Exercise requirements: Print the records below word for word, beginning with the first line and ending once the line containing "a partial-success import." is printed.

Stored data entries
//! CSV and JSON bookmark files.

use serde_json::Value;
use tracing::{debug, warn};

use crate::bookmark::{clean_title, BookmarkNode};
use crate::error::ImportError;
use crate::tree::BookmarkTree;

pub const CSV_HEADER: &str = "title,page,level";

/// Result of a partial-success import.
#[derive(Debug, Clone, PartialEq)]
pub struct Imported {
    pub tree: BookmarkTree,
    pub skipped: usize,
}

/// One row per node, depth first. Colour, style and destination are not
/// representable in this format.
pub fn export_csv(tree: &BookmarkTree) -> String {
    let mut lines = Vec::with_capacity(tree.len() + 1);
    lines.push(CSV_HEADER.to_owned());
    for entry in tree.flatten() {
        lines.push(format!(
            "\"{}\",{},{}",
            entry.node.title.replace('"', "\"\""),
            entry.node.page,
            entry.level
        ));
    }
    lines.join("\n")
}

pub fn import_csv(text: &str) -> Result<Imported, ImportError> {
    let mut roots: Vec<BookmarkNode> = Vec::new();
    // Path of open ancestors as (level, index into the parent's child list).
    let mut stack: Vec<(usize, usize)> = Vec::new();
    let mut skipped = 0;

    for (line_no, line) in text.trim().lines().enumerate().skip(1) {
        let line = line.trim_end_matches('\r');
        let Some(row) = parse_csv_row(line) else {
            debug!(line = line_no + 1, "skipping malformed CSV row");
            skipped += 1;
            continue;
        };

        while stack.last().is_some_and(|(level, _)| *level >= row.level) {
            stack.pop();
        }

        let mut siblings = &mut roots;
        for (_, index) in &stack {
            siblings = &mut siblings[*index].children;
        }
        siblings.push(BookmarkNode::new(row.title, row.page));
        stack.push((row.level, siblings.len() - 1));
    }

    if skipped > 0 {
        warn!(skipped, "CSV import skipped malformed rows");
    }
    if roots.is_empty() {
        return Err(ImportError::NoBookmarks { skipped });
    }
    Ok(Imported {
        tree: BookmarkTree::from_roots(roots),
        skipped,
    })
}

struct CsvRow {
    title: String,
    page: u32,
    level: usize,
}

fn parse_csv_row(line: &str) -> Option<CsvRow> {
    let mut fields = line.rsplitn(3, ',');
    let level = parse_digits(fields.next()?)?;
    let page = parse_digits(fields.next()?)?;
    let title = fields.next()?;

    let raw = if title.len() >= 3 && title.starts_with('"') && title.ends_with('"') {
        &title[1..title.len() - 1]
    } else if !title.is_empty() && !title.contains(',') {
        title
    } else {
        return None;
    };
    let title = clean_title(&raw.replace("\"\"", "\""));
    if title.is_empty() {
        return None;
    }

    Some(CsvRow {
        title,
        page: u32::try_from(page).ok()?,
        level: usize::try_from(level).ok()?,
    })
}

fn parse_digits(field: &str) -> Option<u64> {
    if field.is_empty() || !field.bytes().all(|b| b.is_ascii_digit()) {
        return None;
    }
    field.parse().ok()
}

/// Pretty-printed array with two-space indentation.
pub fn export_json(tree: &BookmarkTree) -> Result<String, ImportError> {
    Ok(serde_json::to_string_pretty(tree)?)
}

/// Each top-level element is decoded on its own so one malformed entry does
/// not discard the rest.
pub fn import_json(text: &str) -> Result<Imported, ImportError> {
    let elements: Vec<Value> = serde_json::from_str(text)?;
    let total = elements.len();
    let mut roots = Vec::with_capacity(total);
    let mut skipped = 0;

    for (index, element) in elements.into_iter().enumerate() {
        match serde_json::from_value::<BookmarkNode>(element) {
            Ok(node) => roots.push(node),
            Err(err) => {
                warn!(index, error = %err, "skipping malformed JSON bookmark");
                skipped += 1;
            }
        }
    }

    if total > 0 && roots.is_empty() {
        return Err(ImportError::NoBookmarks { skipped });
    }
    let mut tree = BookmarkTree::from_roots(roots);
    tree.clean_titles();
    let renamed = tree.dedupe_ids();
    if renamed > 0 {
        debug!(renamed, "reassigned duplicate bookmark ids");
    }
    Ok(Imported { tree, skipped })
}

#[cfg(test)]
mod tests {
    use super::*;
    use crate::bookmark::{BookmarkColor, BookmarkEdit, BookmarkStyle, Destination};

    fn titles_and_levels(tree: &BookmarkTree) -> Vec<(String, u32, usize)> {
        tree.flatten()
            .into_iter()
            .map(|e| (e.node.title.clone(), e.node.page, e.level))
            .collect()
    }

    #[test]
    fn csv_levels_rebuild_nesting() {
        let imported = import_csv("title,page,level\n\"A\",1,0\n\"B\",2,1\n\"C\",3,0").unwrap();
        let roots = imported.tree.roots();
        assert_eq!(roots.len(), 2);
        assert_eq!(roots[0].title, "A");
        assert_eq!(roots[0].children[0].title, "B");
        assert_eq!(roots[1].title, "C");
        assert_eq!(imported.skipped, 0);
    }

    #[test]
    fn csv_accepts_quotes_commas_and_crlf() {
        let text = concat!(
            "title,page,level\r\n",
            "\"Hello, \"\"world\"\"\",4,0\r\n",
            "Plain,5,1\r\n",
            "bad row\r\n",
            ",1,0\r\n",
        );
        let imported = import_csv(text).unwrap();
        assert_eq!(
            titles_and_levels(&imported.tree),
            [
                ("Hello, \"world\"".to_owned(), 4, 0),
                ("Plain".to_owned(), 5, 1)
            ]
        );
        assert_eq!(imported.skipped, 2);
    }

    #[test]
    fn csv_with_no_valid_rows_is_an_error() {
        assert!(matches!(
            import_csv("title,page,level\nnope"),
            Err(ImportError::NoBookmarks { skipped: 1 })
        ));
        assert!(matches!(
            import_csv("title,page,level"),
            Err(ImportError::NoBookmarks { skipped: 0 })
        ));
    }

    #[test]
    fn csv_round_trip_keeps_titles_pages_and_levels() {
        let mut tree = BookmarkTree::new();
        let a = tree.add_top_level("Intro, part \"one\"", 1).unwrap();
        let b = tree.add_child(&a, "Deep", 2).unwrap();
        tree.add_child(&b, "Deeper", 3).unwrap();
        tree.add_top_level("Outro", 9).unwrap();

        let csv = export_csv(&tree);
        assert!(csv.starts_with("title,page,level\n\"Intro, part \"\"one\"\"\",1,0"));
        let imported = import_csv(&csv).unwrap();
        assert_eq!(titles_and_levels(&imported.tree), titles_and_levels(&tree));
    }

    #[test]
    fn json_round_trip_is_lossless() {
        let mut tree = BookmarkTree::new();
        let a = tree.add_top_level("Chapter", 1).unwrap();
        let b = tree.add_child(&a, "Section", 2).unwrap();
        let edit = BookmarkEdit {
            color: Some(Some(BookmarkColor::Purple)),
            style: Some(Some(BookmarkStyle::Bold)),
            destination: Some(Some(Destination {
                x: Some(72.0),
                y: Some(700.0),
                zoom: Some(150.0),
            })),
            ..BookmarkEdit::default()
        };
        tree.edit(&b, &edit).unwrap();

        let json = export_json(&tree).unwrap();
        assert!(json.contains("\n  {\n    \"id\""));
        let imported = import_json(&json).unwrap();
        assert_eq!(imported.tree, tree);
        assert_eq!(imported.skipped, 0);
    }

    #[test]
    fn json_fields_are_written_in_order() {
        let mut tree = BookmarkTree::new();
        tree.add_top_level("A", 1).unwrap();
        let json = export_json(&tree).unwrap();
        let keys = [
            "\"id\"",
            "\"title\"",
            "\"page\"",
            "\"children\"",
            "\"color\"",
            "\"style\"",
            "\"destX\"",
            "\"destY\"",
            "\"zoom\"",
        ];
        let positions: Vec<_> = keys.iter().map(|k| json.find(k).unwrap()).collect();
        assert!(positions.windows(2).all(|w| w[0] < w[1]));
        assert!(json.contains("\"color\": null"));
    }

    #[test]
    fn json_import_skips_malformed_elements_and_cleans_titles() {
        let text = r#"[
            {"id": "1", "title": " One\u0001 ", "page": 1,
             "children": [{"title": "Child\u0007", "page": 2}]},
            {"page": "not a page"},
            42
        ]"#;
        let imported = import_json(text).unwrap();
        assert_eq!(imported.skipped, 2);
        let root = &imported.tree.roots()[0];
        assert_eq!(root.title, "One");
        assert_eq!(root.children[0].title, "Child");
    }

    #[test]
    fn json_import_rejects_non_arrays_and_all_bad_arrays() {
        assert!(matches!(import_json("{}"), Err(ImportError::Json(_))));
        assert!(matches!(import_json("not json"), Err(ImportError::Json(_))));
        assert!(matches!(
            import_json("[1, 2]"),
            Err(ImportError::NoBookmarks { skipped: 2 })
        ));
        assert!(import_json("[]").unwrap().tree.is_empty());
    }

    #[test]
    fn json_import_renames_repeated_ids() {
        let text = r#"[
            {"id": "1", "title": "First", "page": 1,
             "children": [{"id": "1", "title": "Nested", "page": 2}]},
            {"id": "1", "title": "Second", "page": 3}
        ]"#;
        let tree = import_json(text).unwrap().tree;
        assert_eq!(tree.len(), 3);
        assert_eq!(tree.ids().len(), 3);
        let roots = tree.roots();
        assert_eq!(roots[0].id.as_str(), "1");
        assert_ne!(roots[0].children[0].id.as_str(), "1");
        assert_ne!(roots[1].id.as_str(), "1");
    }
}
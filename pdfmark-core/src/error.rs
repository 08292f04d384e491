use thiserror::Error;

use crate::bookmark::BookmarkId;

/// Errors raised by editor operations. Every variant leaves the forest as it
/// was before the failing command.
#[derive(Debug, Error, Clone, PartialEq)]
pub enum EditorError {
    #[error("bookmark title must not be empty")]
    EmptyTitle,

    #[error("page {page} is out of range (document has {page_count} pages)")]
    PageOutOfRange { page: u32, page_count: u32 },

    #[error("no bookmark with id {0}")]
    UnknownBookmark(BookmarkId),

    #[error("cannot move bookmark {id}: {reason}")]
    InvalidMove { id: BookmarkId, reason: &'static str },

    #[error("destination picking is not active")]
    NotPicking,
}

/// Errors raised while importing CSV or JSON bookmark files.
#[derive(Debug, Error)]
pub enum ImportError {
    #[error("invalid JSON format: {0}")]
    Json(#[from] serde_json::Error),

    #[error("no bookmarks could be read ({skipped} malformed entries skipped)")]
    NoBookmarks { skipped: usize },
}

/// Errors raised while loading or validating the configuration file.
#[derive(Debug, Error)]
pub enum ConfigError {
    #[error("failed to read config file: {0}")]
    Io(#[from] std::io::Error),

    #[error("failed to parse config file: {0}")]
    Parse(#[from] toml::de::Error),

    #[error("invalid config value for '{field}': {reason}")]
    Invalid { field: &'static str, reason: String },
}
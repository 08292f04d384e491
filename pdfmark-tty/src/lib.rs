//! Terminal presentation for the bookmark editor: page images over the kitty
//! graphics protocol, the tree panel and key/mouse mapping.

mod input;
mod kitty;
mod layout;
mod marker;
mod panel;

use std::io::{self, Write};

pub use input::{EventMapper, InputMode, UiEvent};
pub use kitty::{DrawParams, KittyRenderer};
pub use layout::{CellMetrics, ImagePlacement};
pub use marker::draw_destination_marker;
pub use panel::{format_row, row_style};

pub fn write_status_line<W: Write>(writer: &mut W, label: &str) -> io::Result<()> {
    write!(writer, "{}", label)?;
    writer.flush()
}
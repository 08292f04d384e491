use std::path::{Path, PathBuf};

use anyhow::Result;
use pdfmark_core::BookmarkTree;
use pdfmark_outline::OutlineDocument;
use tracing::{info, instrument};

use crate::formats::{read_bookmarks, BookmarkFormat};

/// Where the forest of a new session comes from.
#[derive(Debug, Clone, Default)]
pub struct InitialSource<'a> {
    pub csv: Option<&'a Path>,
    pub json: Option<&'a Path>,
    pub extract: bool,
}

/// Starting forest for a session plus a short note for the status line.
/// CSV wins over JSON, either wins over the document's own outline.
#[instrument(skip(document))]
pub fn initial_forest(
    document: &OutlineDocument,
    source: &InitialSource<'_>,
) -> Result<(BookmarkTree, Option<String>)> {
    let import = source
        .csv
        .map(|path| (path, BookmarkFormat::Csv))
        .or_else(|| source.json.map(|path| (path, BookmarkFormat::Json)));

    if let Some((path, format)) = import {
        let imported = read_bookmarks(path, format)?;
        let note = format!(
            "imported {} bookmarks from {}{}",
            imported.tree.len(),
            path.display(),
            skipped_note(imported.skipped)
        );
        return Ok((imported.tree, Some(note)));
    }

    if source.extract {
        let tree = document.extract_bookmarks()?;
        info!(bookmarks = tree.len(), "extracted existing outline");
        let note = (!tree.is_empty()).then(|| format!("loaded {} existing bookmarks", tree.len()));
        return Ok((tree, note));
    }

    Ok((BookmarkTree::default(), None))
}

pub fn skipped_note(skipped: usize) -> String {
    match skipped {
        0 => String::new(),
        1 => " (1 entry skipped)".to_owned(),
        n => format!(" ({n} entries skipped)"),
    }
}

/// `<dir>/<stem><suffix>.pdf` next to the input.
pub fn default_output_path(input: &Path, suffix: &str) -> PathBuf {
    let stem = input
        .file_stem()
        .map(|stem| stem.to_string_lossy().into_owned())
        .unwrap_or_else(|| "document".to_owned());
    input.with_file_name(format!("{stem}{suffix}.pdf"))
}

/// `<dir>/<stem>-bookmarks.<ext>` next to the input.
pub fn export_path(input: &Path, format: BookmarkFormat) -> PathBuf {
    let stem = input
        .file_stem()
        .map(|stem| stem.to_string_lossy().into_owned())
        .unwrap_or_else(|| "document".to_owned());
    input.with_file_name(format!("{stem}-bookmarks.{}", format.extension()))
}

Problem solution:
//! CSV and JSON bookmark files.

use serde_json::Value;
use tracing::{debug, warn};

use crate::bookmark::{clean_title, BookmarkNode};
use crate::error::ImportError;
use crate::tree::BookmarkTree;

pub const CSV_HEADER: &str = "title,page,level";

/// Result of a partial-success import.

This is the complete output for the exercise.